The Algerian War 1956
Source: Sylvain Pattieu, Les Camarades des Frères. Syllepse, Paris, 2002;
Translated: for marxists.org by Mitch Abidor.
My comrade Jacques Privas and myself are being pursued by virtue of Art. 80 of the Penal Code for attacks on the external security of the state, because of articles that appeared in La Verité des Travailleurs.
It’s a question of articles relating to Algeria, in which we defend that country’s right to independence.
Given that it’s a matter of problem number one of current political life in France, we didn’t think it was necessary to call witnesses before you, for all the facts of the problem, all the arguments, are debated every day in front of the whole country.
Before answering any questions the tribunal would like to pose, in order to avoid any confusion we'd like to define in a few words the fundamental principles that determine the position of the PCI (the French section of the 4th International) that we laid out in the articles under accusation.
The Algerian problem is being posed after several others – notably those of Vietnam, Tunisia, and Morocco – for which our movement’s militants have also been pursued by virtue of the same sections of the Penal Code.
It’s that on an international scale the Algerian problem is one of the sectors of the great revolutionary emancipation movement for independence of colonized peoples and people of color. Movements that are developing with great amplitude in this half of the 20th century, movements which, for humanity’s future, have an even greater importance than the movements for national liberation and unification that traversed Europe in the 19th Century.
We have adopted a position of solidarity before these movements of colonized peoples, in conformity with the traditional Marxist-Leninist positions, positions that we are proud to have defended on every occasion since the war in Morocco in 1925.
We revolutionary Marxists support the struggles of colonial peoples against their imperialist masters.
We have always affirmed our complete solidarity, with no reservations, with all colonized peoples in their struggle for emancipation against our own enemy, French capitalism. We reaffirm this, whatever it might bring, in regard to the Algerian revolution.
As for the accusation against us, on the judicial level we have confidence in our lawyers.
As for the political level, which interests the whole country, if at the moment when the articles in question were written there were still many people who believed the slogan “Algeria is France,” we are already at a point where even in the guiding circles of French capitalism, another solution is being sought. For the Algerian people, through the only democratic means available to it, i.e., through insurrection, has affirmed that it is a nation that aspires to its independence. No force on earth can prevent it from arriving at its goal.
We affirm our complete solidarity, not only against the open supporters of colonialism, but also against its other servants. Against Socialist leaders like Guy Mollet, who just declared that the right of peoples to dispose of themselves appears to him to be a dangerous slogan. Against the minister Deffere who rejects the idea of free elections in Algeria for fear that those thus elected would opt for the independence of their country.
We also combat the policies of the leadership of the PCF because it associated itself with the special powers and because in dodging the problem of independence for Algeria it bears heavy responsibility for the weak actions of French workers against the war in Algeria.

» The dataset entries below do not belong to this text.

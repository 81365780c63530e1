//! Local wall clock.

use crate::ports::clock_port::ClockPort;
use chrono::{Local, NaiveDateTime};
use std::time::Duration;

#[derive(Debug, Clone, Copy, Default)]
pub struct SystemClock;

impl ClockPort for SystemClock {
    fn now(&self) -> NaiveDateTime {
        Local::now().naive_local()
    }

    fn sleep(&self, duration: Duration) {
        std::thread::sleep(duration);
    }
}
//! Volatility indicators: Mass Index, Holt-Winters channel mid line and the
//! Relative Volatility Index.

use crate::domain::candle::Candle;
use crate::domain::indicator::{Series, available, ema, rolling_stddev, rolling_sum};

pub const MASSI_FAST: usize = 9;
pub const MASSI_SLOW: usize = 25;
pub const RVI_PERIOD: usize = 30;

/// Sum over `slow` candles of EMA(range) / EMA(EMA(range)).
pub fn calculate_massi(candles: &[Candle], fast: usize, slow: usize) -> Option<Series> {
    let ranges: Vec<f64> = candles.iter().map(|c| c.high - c.low).collect();
    let single = ema(&ranges, fast);
    let double = ema(&single, fast);
    let ratio: Vec<f64> = single
        .iter()
        .zip(&double)
        .map(|(s, d)| if *d == 0.0 { f64::NAN } else { s / d })
        .collect();
    available(rolling_sum(&ratio, slow))
}

/// Smoothing factors of the triple exponential (Holt-Winters) channel.
#[derive(Debug, Clone, Copy)]
pub struct HoltWinters {
    pub level: f64,
    pub velocity: f64,
    pub acceleration: f64,
}

impl Default for HoltWinters {
    fn default() -> Self {
        Self {
            level: 0.2,
            velocity: 0.1,
            acceleration: 0.1,
        }
    }
}

/// Holt-Winters channel mid line. Defined from the first candle on.
pub fn calculate_hwc_mid(closes: &[f64], factors: HoltWinters) -> Option<Series> {
    let first = *closes.first()?;
    let HoltWinters {
        level: na,
        velocity: nb,
        acceleration: nc,
    } = factors;

    let mut last_f = first;
    let mut last_v = 0.0;
    let mut last_a = 0.0;
    let mut mid = Vec::with_capacity(closes.len());
    for &close in closes {
        let f = (1.0 - na) * (last_f + last_v + 0.5 * last_a) + na * close;
        let v = (1.0 - nb) * (last_v + last_a) + nb * (f - last_f);
        let a = (1.0 - nc) * last_a + nc * (v - last_v);
        mid.push(f + v + 0.5 * a);
        last_f = f;
        last_v = v;
        last_a = a;
    }
    available(mid)
}

/// Relative Volatility Index: share of rolling standard deviation that
/// accrued on up-closes, scaled to 0..100.
pub fn calculate_rvi(closes: &[f64], period: usize) -> Option<Series> {
    let stddev = rolling_stddev(closes, period);
    let mut up = vec![f64::NAN; closes.len()];
    let mut down = vec![f64::NAN; closes.len()];
    for i in 0..closes.len() {
        if stddev[i].is_nan() {
            continue;
        }
        let change = if i == 0 { 0.0 } else { closes[i] - closes[i - 1] };
        up[i] = if change > 0.0 { stddev[i] } else { 0.0 };
        down[i] = if change < 0.0 { stddev[i] } else { 0.0 };
    }

    let up_avg = ema(&up, period);
    let down_avg = ema(&down, period);
    let rvi = up_avg
        .iter()
        .zip(&down_avg)
        .map(|(u, d)| {
            let total = u + d;
            if total == 0.0 { f64::NAN } else { 100.0 * u / total }
        })
        .collect();
    available(rvi)
}
//! Notifier that writes operator messages to the log.

use crate::ports::notifier_port::NotifierPort;
use tracing::info;

#[derive(Debug, Clone, Copy, Default)]
pub struct LogNotifier;

impl NotifierPort for LogNotifier {
    fn notify(&self, message: &str) {
        info!(target: "daytrader::notify", "{}", message);
    }
}
use clap::Parser;
use daytrader::cli::{Cli, run};
use tracing_subscriber::EnvFilter;

fn main() -> std::process::ExitCode {
    tracing_subscriber::fmt()
        .with_env_filter(EnvFilter::try_from_default_env().unwrap_or_else(|_| EnvFilter::new("info")))
        .with_writer(std::io::stderr)
        .init();

    run(Cli::parse())
}
//! Fire-and-forget operator messages.

pub trait NotifierPort {
    fn notify(&self, message: &str);
}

We take full responsibility for the articles we published.
We wrote them to alert the workers of France so they could lend their assistance to the revolution of the Algerian masses. Their combat is our combat. Their liberation will contribute to our liberation.
As has always been the case with political trials, the public power thinks they can reverse the march of history. They can’t even put a brake on it. The Algerian people will free themselves, and in liberating themselves will aid the French proletariat in freeing itself from its own chains.
Note: Frank received a six month suspended sentence.